FHSU Alumnus Receives PRCA Award for Media Excellence
HAYS, Kan. -- From development of his blog to covering and promoting rodeos, Ted Harbin '89, a Fort Hays State University alumnus, has been busy chasing his dreams.
This past December, Harbin was honored with the Professional Rodeo Cowboys Association's Media Award for Excellence in Print Journalism during an awards banquet in conjunction with the PRCA annual convention and the Wrangler National Finals Rodeo in Las Vegas.
"For me, the awards come every day that I get to tell stories about the people of rodeo," said Harbin, 43, of Maryville, Mo. "I'm very blessed to do what I love for a living, and I wish everyone else could have that opportunity."
"I'm also blessed with a tremendous family, primarily my wife, Lynette, who has been my biggest supporter since the day I met her."
Harbin now owns Rodeo Media Relations, a company that promotes rodeo and its people. He has served as media director for all aspects of rodeo, including community events, contractors and athletes. Harbin has more than 25 years experience in traditional media.
"I covered rodeo in college and at virtually every newspaper for which I worked," Harbin said. "After three years in Dodge City, which hosts the biggest professional rodeo in Kansas, I saw the need for coverage to be stronger. After covering rodeo for The Hutchinson News, I began volunteering a week of my vacation to serve as the media director of the Kansas Largest Night Rodeo in Pretty Prairie, and I realized the marriage between my experience in the traditional media and my passion for rodeo."
"After working in Oklahoma City for six years - most of which I served as the Oklahoman's rodeo beat writer - I decided to chase my dreams, so I developed Rodeo Media Relations."
Harbin said while his focus is promoting rodeo, he will help anyone promote anything.
"Another aspect of the business is freelance writing," said Harbin. "No matter if I’m writing a news release or producing a feature story for a magazine, I’m just telling other people’s stories. The stories are already great; I’m just the medium to help get them out to everyone."
Originally from Leoti, Harbin graduated from Trego Community High School in WaKeeney and Pratt Community College before attending FHSU, where he earned a degree in mass communication in 1989.
"The Communications Department at Fort Hays State in the late 1980s was one of the best in the country," Harbin said. "I also loved the university's size and all the activities I could be involved in while going to school.
"We got hands-on training under the gun of University Leader deadlines and highly focused editors. I learned the value of constructive criticism and the importance of getting the facts correct.”
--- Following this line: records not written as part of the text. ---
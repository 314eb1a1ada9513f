use thiserror::Error;

#[derive(Debug, Clone, Error, PartialEq)]
pub enum AllocationError {
    /// Фатально для одного вызова, частичного результата нет
    #[error("invalid parameter {name}: {value}")]
    InvalidParameter { name: &'static str, value: f64 },
}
In his newspaper career, Harbin worked at Kansas publications in Atwood, Dodge City, Hays, Hutchinson and Smith Center.
Harbin writes regularly for The Kansas City Star
and Women's Pro Rodeo News
, but in 2010, he also wrote for Western Horseman
, Ketchpen Magazine
, Persimmon Hill
and several other periodicals and websites. He also created a website, www.twisTEDrodeo.com
, which provides a variety of rodeo stories.
"I created the blog because I think there are so many great storylines out there that just aren't being told," he said. "My goal is to have www.twisTEDrodeo.com
serve as the place to go on the Web where you can enjoy the behind-the-chutes information on rodeo."
Harbin said the people in rodeo are what keep him involved in the sport.
"We say in rodeo that we're one big family, and it's an attitude that is shared by almost everyone involved in the sport," he said. "The people are hard-working and caring, much like my family and friends in western Kansas. The competitors are talented and fight for every dollar they earn, much like my grandfather did when he farmed and raised animals through the Great Depression.
"The people have fostered my love for rodeo, and I'm blessed by that."
It’s all a matter of passion for the longtime journalist.
"I've had the opportunity to work with some of the most talented people in journalism and rodeo, and I've learned so much from each of them," Harbin said. "I wear my Montana Silversmiths buckle very proudly, but I do so in tribute to every person who has assisted me along the way, from helping me be a better editor to the cowboys, cowgirls, stock contractors and committees that have hired me. I realize I'm very blessed to do what I love and to have the friends and family that have been so supportive of me.
"Since my first reporting class at Fort Hays State, my job has been to tell other people's stories. That's pretty awesome."